Parce que les questions morales et administratives sont distinctes, de nombreuses juridictions en dehors du Vermont et de la Californie ont choisi d'accorder aux couples de même sexe certains ou tous les droits des couples mariés sans l'honneur du «mariage». Le Danemark, la Suède, la Norvège, la Finlande, l'Islande et la Nouvelle-Zélande ont des partenariats légalisés qui sont presque identiques au mariage, tandis que des droits et des responsabilités plus limités sont disponibles pour les couples de même sexe en France, en Allemagne, en Autriche, en Hongrie, en Afrique du Sud et au Portugal. , ainsi que dans certaines régions d'Australie, d'Espagne et de Suisse. L'amendement constitutionnel américain a échoué en partie parce qu'il était rédigé de manière si large qu'il semblait à certains d'interdire les unions civiles ainsi que les mariages homosexuels.

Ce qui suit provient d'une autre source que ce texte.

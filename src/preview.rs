//! Software rendering of the gradient preview.
//!
//! The linear gradient follows CSS angle semantics: 0deg points up, 90deg
//! points right, and the gradient line is long enough that the corners
//! get the exact endpoint colors. In checkered style the checker layer is
//! blended on top of the gradient with the selected blend mode, the way
//! `background-blend-mode` composites the first background layer.

use crate::checkerboard::checker_color_at;
use crate::color::Rgb;
use crate::gradient::{GradientDescriptor, GradientStyle};
use crate::surface::{PixelBuffer, Surface};

fn lerp(a: Rgb, b: Rgb, t: f64) -> Rgb {
    let (ar, ag, ab) = a.to_f64();
    let (br, bg, bb) = b.to_f64();
    Rgb::from_f64(ar + (br - ar) * t, ag + (bg - ag) * t, ab + (bb - ab) * t)
}

/// Position along the gradient line (0.0 at `start`, 1.0 at `end`) for each pixel.
struct GradientLine {
    dir_x: f64,
    dir_y: f64,
    length: f64,
    center_x: f64,
    center_y: f64,
}

impl GradientLine {
    fn new(width: u32, height: u32, angle_deg: u16) -> Self {
        let a = (angle_deg as f64).to_radians();
        let (sin, cos) = a.sin_cos();
        let (w, h) = (width as f64, height as f64);
        Self {
            dir_x: sin,
            dir_y: -cos,
            length: (w * sin).abs() + (h * cos).abs(),
            center_x: w / 2.0,
            center_y: h / 2.0,
        }
    }

    fn position(&self, px: u32, py: u32) -> f64 {
        if self.length <= 0.0 {
            return 0.0;
        }
        let dx = px as f64 + 0.5 - self.center_x;
        let dy = py as f64 + 0.5 - self.center_y;
        ((dx * self.dir_x + dy * self.dir_y) / self.length + 0.5).clamp(0.0, 1.0)
    }
}

/// Paint the preview onto any surface.
pub fn paint_preview<S: Surface + ?Sized>(
    surface: &mut S,
    start: Rgb,
    end: Rgb,
    desc: &GradientDescriptor,
) {
    let (w, h) = (surface.width(), surface.height());
    let line = GradientLine::new(w, h, desc.angle());
    for py in 0..h {
        for px in 0..w {
            let gradient = lerp(start, end, line.position(px, py));
            let color = match desc.style {
                GradientStyle::Linear => gradient,
                GradientStyle::Checkered => desc.blend_mode.blend(gradient, checker_color_at(px, py)),
            };
            surface.set_pixel(px as i64, py as i64, color);
        }
    }
}

/// Render the preview into a new RGBA8 buffer.
pub fn render_preview(width: u32, height: u32, start: Rgb, end: Rgb, desc: &GradientDescriptor) -> PixelBuffer {
    let mut buf = PixelBuffer::new(width, height);
    paint_preview(&mut buf, start, end, desc);
    buf
}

Les unions civiles, cependant, sont également controversées. De nombreux conservateurs pensent que les relations homosexuelles sont moralement répréhensibles et ne devraient pas être reconnues du tout par l'État, tandis que les défenseurs des droits des homosexuels objectent que le fait de retenir le nom de «mariage» implique un statut inférieur. Enfin, les homosexuels et les lesbiennes ne sont pas unanimes en faveur du mariage homosexuel. Certains partisans des droits des homosexuels soutiennent que leur mouvement devrait plutôt se concentrer sur la prévention du sida, le VIH et les soins de santé, la violence antigay, l'immigration, la discrimination dans l'emploi et l'exclusion par l'armée des membres du service gay.

De nombreux juristes ont développé des arguments défendables selon lesquels le mariage homosexuel devrait être protégé en vertu de la Constitution fédérale, soit sous la garantie d'une égale protection des lois, soit sous le droit fondamental de se marier. Il semble cependant peu probable que la Cour suprême des États-Unis adopte ces arguments dans un proche avenir. Dans Lawrence c. Texas, une décision de 2003 qui a invalidé des lois criminalisant les relations homosexuelles, la Cour a clairement indiqué qu'elle n'allait pas toucher à la question du mariage. Même si le tribunal est enclin à soutenir le mariage homosexuel - ce qui est loin d'être clair - il semble comprendre qu'une telle décision serait presque certainement annulée par un amendement constitutionnel.

Perspectives futures.

Le mariage homosexuel est susceptible de faire partie de la scène américaine pendant longtemps, mais il ne devrait pas se répandre très largement de si tôt. La loi du Massachusetts ne peut pas changer avant 2006, et même si le tribunal d'État est rejeté, il n'est pas certain que les mariages déjà existants ne se poursuivront pas. D'autres États commencent à déterminer quel effet les mariages du Massachusetts auront ailleurs. On ne sait pas ce qui se passera si la validité d'un mariage homosexuel est remise en question lorsqu'un résident du Massachusetts visite - ou déménage - dans un autre État, ou lorsqu'un conjoint de même sexe d'un autre pays déménage aux États-Unis. par le National Annenberg Election Survey a reflété une division générationnelle sur la question; la plupart des Américains s'opposent au mariage homosexuel, mais la plupart des 18-29 ans ne le font pas.Les objectifs à long terme du mouvement du mariage homosexuel sont peut-être la raison la plus puissante pour laquelle les opposants sont si désireux de consolider leur position dans la loi maintenant - alors que les forces politiques conservatrices dominent toujours.

Andrew Koppelman est professeur de droit et de science politique à la Northwestern University, Chicago, Illinois, et l'auteur de The Gay Rights Question in Contemporary American Law.